Start of Data provided
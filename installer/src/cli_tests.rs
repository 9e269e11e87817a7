//! Tests for installer CLI parsing and default behaviours.

use super::*;
use rstest::rstest;

#[test]
fn cli_parses_resolve_with_defaults() {
    let cli = Cli::parse_from(["sm2-installer", "resolve", "auth_2.13"]);
    let Command::Resolve(args) = cli.command else {
        panic!("expected Resolve command");
    };
    assert_eq!(args.artifact, "auth_2.13");
    assert_eq!(args.group, DEFAULT_GROUP);
    assert!(args.variant.is_none());
    assert!(cli.global.config.is_none());
    assert!(!cli.global.quiet);
    assert_eq!(cli.global.verbosity, 0);
}

#[test]
fn cli_parses_install() {
    let cli = Cli::parse_from([
        "sm2-installer",
        "install",
        "auth_2.12",
        "--group",
        "uk.gov.example",
        "--variant",
        "2.13",
        "-o",
        "/srv/auth",
        "--service-dir",
        "auth-7.1.0",
    ]);
    let Command::Install(args) = cli.command else {
        panic!("expected Install command");
    };
    assert_eq!(args.output, Utf8PathBuf::from("/srv/auth"));
    assert_eq!(args.service_dir.as_deref(), Some("auth-7.1.0"));

    let coordinate = args.artefact.coordinate().expect("coordinate");
    assert_eq!(coordinate.group(), "uk.gov.example");
    assert_eq!(coordinate.artifact(), "auth_2.12");
    assert_eq!(coordinate.variant(), Some("2.13"));
}

#[test]
fn install_requires_output() {
    let result = Cli::try_parse_from(["sm2-installer", "install", "auth_2.13"]);
    assert!(result.is_err());
}

#[test]
fn subcommand_is_required() {
    assert!(Cli::try_parse_from(["sm2-installer"]).is_err());
}

#[test]
fn global_flags_accepted_after_subcommand() {
    let cli = Cli::parse_from([
        "sm2-installer",
        "resolve",
        "auth",
        "--repository-url",
        "https://repo.test",
        "--timeout",
        "90",
        "--require-checksum",
        "-c",
        "sm2.toml",
    ]);
    assert_eq!(cli.global.repository_url.as_deref(), Some("https://repo.test"));
    assert_eq!(cli.global.timeout, Some(90));
    assert!(cli.global.require_checksum);
    assert_eq!(cli.global.config, Some(Utf8PathBuf::from("sm2.toml")));
}

#[test]
fn verbosity_conflicts_with_quiet() {
    let result = Cli::try_parse_from(["sm2-installer", "-v", "-q", "resolve", "auth"]);
    assert!(result.is_err());
}

#[rstest]
#[case::quiet(&["sm2-installer", "-q", "resolve", "auth"], LevelFilter::Error)]
#[case::default(&["sm2-installer", "resolve", "auth"], LevelFilter::Warn)]
#[case::verbose(&["sm2-installer", "-v", "resolve", "auth"], LevelFilter::Info)]
#[case::very_verbose(&["sm2-installer", "-vv", "resolve", "auth"], LevelFilter::Debug)]
#[case::trace(&["sm2-installer", "-vvvv", "resolve", "auth"], LevelFilter::Trace)]
fn log_level_follows_flags(#[case] argv: &[&str], #[case] expected: LevelFilter) {
    let cli = Cli::parse_from(argv);
    assert_eq!(cli.global.log_level(), expected);
}

#[test]
fn overrides_replace_file_values() {
    let file = InstallerConfig {
        repository_url: Some("https://file.test".to_owned()),
        download_timeout_secs: 10,
        ..InstallerConfig::default()
    };
    let args = GlobalArgs {
        repository_url: Some("https://cli.test".to_owned()),
        require_checksum: true,
        ..GlobalArgs::default()
    };

    let merged = args.apply_overrides(file);
    assert_eq!(merged.repository_url.as_deref(), Some("https://cli.test"));
    assert_eq!(merged.download_timeout_secs, 10);
    assert!(merged.require_checksum);
}

#[test]
fn absent_overrides_keep_file_values() {
    let file = InstallerConfig {
        repository_url: Some("https://file.test".to_owned()),
        require_checksum: true,
        ..InstallerConfig::default()
    };
    let merged = GlobalArgs::default().apply_overrides(file.clone());
    assert_eq!(merged, file);
}

#[rstest]
#[case::blank_artifact("uk.gov.hmrc", " ")]
#[case::path_artifact("uk.gov.hmrc", "a/b")]
#[case::blank_group("", "auth")]
fn invalid_coordinates_are_rejected(#[case] group: &str, #[case] artifact: &str) {
    let args = ArtefactArgs {
        artifact: artifact.to_owned(),
        group: group.to_owned(),
        variant: None,
    };
    assert!(args.coordinate().is_err());
}
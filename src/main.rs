/* src/main.rs */

use std::net::SocketAddr;

use tracing_subscriber::{layer::SubscriberExt, util::SubscriberInitExt};

const LISTEN_ADDR: &str = "0.0.0.0:8080";

#[tokio::main]
async fn main() {
    tracing_subscriber::registry()
        .with(tracing_subscriber::fmt::layer())
        .init();

    let app = ipecho::routes::app();
    let listener = tokio::net::TcpListener::bind(LISTEN_ADDR).await.unwrap();
    tracing::info!("listening on http://{LISTEN_ADDR}");

    axum::serve(
        listener,
        app.into_make_service_with_connect_info::<SocketAddr>(),
    )
    .await
    .unwrap();
}
/* src/error.rs */

use thiserror::Error;

/// Result type alias for operations that may fail with `ResolveError`.
pub type Result<T> = std::result::Result<T, ResolveError>;

/// Errors that can occur while resolving a peer address.
#[derive(Error, Debug, Clone, PartialEq, Eq)]
pub enum ResolveError {
    /// The connection peer string did not parse as a valid IPv4/IPv6 address.
    #[error("invalid peer address: {0}")]
    InvalidAddress(String),
}
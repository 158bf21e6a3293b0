/* src/routes.rs */

use std::net::{IpAddr, SocketAddr};

use axum::{
    Router,
    extract::ConnectInfo,
    http::HeaderMap,
    response::Redirect,
    routing::get,
};

use crate::resolver;

/// Build the service router. Any path outside the three known routes is
/// redirected to `/`.
pub fn app() -> Router {
    Router::new()
        .route("/", get(any_ip))
        .route("/full", get(full_info))
        .route("/source-ip", get(source_ip))
        .fallback(redirect_to_root)
}

async fn redirect_to_root() -> Redirect {
    Redirect::temporary("/")
}

/// Header-trusting variant. The first populated forwarding header is
/// returned verbatim when it parses as an IP address, so a client that sets
/// `X-Forwarded-For` itself can spoof the answer. Falls back to the
/// connection peer address when no header holds a well-formed IP.
async fn any_ip(ConnectInfo(peer): ConnectInfo<SocketAddr>, headers: HeaderMap) -> String {
    if let Some(value) = resolver::resolve_from_headers(&headers) {
        if value.parse::<IpAddr>().is_ok() {
            return value.to_owned();
        }
    }

    match resolver::resolve_from_connection(&peer.to_string()) {
        Ok(ip) => ip.to_string(),
        Err(err) => err.to_string(),
    }
}

/// Dump all request headers (sorted, uppercased names) followed by the
/// connection-derived IP.
async fn full_info(ConnectInfo(peer): ConnectInfo<SocketAddr>, headers: HeaderMap) -> String {
    let mut lines: Vec<String> = headers
        .keys()
        .filter_map(|name| {
            let value = headers.get(name)?.to_str().ok()?;
            Some(format!("{} : {}\n", name.as_str().to_uppercase(), value))
        })
        .collect();
    lines.sort();

    let mut body: String = lines.concat();
    match resolver::resolve_from_connection(&peer.to_string()) {
        Ok(ip) => {
            body.push_str("------------------------------------\n");
            body.push_str("Source IP : ");
            body.push_str(&ip.to_string());
            body.push('\n');
        }
        Err(err) => body.push_str(&err.to_string()),
    }
    body
}

/// Ignores all headers and returns the TCP peer address only.
async fn source_ip(ConnectInfo(peer): ConnectInfo<SocketAddr>) -> String {
    match resolver::resolve_from_connection(&peer.to_string()) {
        Ok(ip) => ip.to_string(),
        Err(err) => err.to_string(),
    }
}
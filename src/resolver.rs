/* src/resolver.rs */

use std::net::{IpAddr, Ipv4Addr, Ipv6Addr};

use axum::http::HeaderMap;

use crate::error::{ResolveError, Result};

/// Forwarding headers consulted by [`resolve_from_headers`], in order of
/// preference. The first header carrying a non-empty value wins.
pub const FORWARDING_HEADERS: [&str; 7] = [
    "x-forwarded-for",
    "x-real-ip",
    "x-true-client-ip",
    "true-client-ip",
    "x-originating-ip",
    "x-remote-ip",
    "x-remote-addr",
];

/// Address family of a raw `host:port` peer string.
#[derive(Debug, Clone, Copy, PartialEq, Eq)]
pub enum AddrFamily {
    V4,
    V6,
}

/// Classify a raw peer string by counting colons. The port contributes one
/// colon; an IPv6 host contributes at least two more, so fewer than two
/// colons means IPv4.
pub fn classify(peer: &str) -> AddrFamily {
    if peer.matches(':').count() < 2 {
        AddrFamily::V4
    } else {
        AddrFamily::V6
    }
}

/// Extract the host from an `a.b.c.d:port` peer string and validate it as
/// an IPv4 address.
pub fn extract_ipv4(peer: &str) -> Result<IpAddr> {
    let host = peer.split_once(':').map_or(peer, |(host, _)| host);
    let ip = host
        .parse::<Ipv4Addr>()
        .map_err(|_| ResolveError::InvalidAddress(peer.to_owned()))?;
    Ok(IpAddr::V4(ip))
}

/// Extract the host from a bracketed `[addr]:port` peer string and validate
/// it as an IPv6 address. Fails if the brackets are absent or the contents
/// don't validate.
pub fn extract_ipv6(peer: &str) -> Result<IpAddr> {
    let host = peer
        .strip_prefix('[')
        .and_then(|rest| rest.split_once(']'))
        .map(|(host, _)| host)
        .ok_or_else(|| ResolveError::InvalidAddress(peer.to_owned()))?;
    let ip = host
        .parse::<Ipv6Addr>()
        .map_err(|_| ResolveError::InvalidAddress(peer.to_owned()))?;
    Ok(IpAddr::V6(ip))
}

/// Resolve the client IP from the connection peer string alone, ignoring
/// any headers.
pub fn resolve_from_connection(peer: &str) -> Result<IpAddr> {
    match classify(peer) {
        AddrFamily::V4 => extract_ipv4(peer),
        AddrFamily::V6 => extract_ipv6(peer),
    }
}

/// Return the first non-empty forwarding header value, if any.
///
/// The value is returned verbatim and is NOT validated as an IP address;
/// callers that need a well-formed address must check it themselves.
pub fn resolve_from_headers(headers: &HeaderMap) -> Option<&str> {
    FORWARDING_HEADERS.iter().find_map(|name| {
        headers
            .get(*name)
            .and_then(|value| value.to_str().ok())
            .filter(|value| !value.is_empty())
    })
}
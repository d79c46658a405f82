//! CLI command definitions.

use clap::{Parser, Subcommand};
use std::path::PathBuf;

/// Alexandria - Semantic Scholar paper search, recommendations, and BibTeX export
#[derive(Parser, Debug)]
#[command(name = "alexandria")]
#[command(about = "Semantic Scholar paper search, recommendations, and BibTeX export", long_about = None)]
#[command(version)]
pub struct Cli {
    /// Command to execute
    #[command(subcommand)]
    pub command: Commands,

    /// Enable verbose logging
    #[arg(short, long, global = true)]
    pub verbose: bool,
}

/// Available commands
#[derive(Subcommand, Debug)]
pub enum Commands {
    /// Search for papers by keyword
    Search {
        /// Search query
        query: String,

        /// Publication year or range, e.g. 2020 or 2020-2024
        #[arg(long)]
        year: Option<String>,

        /// Only return papers with at least this many citations
        #[arg(long)]
        min_citations: Option<u64>,

        /// Restrict results to a field of study (repeatable)
        #[arg(long = "field")]
        fields_of_study: Vec<String>,

        /// Maximum number of results
        #[arg(short, long, default_value = "10")]
        limit: u64,
    },

    /// Fetch one paper by ID (Semantic Scholar ID, DOI:<doi>, or ARXIV:<id>)
    Paper {
        /// Paper identifier
        paper_id: String,

        /// Skip the AI-generated TLDR summary
        #[arg(long)]
        no_tldr: bool,
    },

    /// List papers that cite the given paper
    Citations {
        /// Paper identifier
        paper_id: String,

        /// Maximum number of citing papers
        #[arg(short, long, default_value = "100")]
        limit: u64,

        /// Filter citing papers by year or range, e.g. 2020 or 2020-2024
        #[arg(long)]
        year: Option<String>,
    },

    /// List papers the given paper cites
    References {
        /// Paper identifier
        paper_id: String,

        /// Maximum number of referenced papers
        #[arg(short, long, default_value = "100")]
        limit: u64,
    },

    /// Search for authors by name
    Authors {
        /// Author name to search for
        query: String,

        /// Maximum number of results
        #[arg(short, long, default_value = "10")]
        limit: u64,
    },

    /// Fetch one author with their recent papers
    Author {
        /// Author identifier
        author_id: String,

        /// Skip the author's paper list
        #[arg(long)]
        no_papers: bool,

        /// Maximum number of papers to include
        #[arg(long, default_value = "10")]
        papers_limit: u64,
    },

    /// Recommend papers similar to a seed paper
    Recommend {
        /// Seed paper identifier
        paper_id: String,

        /// Maximum number of recommendations
        #[arg(short, long, default_value = "10")]
        limit: u64,

        /// Recommendation pool: "recent" or "all-cs"
        #[arg(long, default_value = "recent")]
        pool: String,
    },

    /// Recommend papers from positive (and optional negative) examples
    Related {
        /// Positive example paper IDs
        #[arg(required = true)]
        paper_ids: Vec<String>,

        /// Negative example paper IDs (repeatable)
        #[arg(long = "negative", value_name = "PAPER_ID")]
        negative_ids: Vec<String>,

        /// Maximum number of recommendations
        #[arg(short, long, default_value = "10")]
        limit: u64,
    },

    /// Export papers as BibTeX
    Export {
        /// Paper IDs to export (fetched if not already tracked)
        paper_ids: Vec<String>,

        /// Only export papers tracked by this tool
        #[arg(long)]
        source_tool: Option<String>,

        /// Include abstracts in the entries
        #[arg(long)]
        include_abstract: bool,

        /// Omit URL fields
        #[arg(long)]
        no_url: bool,

        /// Omit DOI fields
        #[arg(long)]
        no_doi: bool,

        /// Include fields of study as keywords
        #[arg(long)]
        keywords: bool,

        /// Truncate author lists longer than this (0 keeps all authors)
        #[arg(long, default_value = "0")]
        max_authors: u64,

        /// Citation key style: author_year, author_year_title, or paper_id
        #[arg(long, default_value = "author_year")]
        cite_key_format: String,

        /// Write the BibTeX to this file instead of stdout
        #[arg(short, long)]
        output: Option<PathBuf>,
    },

    /// Inspect or maintain the response cache
    #[command(subcommand)]
    Cache(CacheCommands),

    /// List the available tools
    Tools,
}

/// Cache maintenance subcommands
#[derive(Subcommand, Debug)]
pub enum CacheCommands {
    /// Show cache hit statistics
    Stats,

    /// Drop every cached response
    Clear,

    /// Drop cached responses whose key contains a substring
    Invalidate {
        /// Substring to match against cache keys
        pattern: String,
    },
}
End of Data provided
#### Instructions for the task:
Given the data above, transcribe exactly the lines from the one containing "Positive example paper IDs" down to the one containing "keeps all authors)", and no others.

#### Solution:
        /// Positive example paper IDs
        #[arg(required = true)]
        paper_ids: Vec<String>,

        /// Negative example paper IDs (repeatable)
        #[arg(long = "negative", value_name = "PAPER_ID")]
        negative_ids: Vec<String>,

        /// Maximum number of recommendations
        #[arg(short, long, default_value = "10")]
        limit: u64,
    },

    /// Export papers as BibTeX
    Export {
        /// Paper IDs to export (fetched if not already tracked)
        paper_ids: Vec<String>,

        /// Only export papers tracked by this tool
        #[arg(long)]
        source_tool: Option<String>,

        /// Include abstracts in the entries
        #[arg(long)]
        include_abstract: bool,

        /// Omit URL fields
        #[arg(long)]
        no_url: bool,

        /// Omit DOI fields
        #[arg(long)]
        no_doi: bool,

        /// Include fields of study as keywords
        #[arg(long)]
        keywords: bool,

        /// Truncate author lists longer than this (0 keeps all authors)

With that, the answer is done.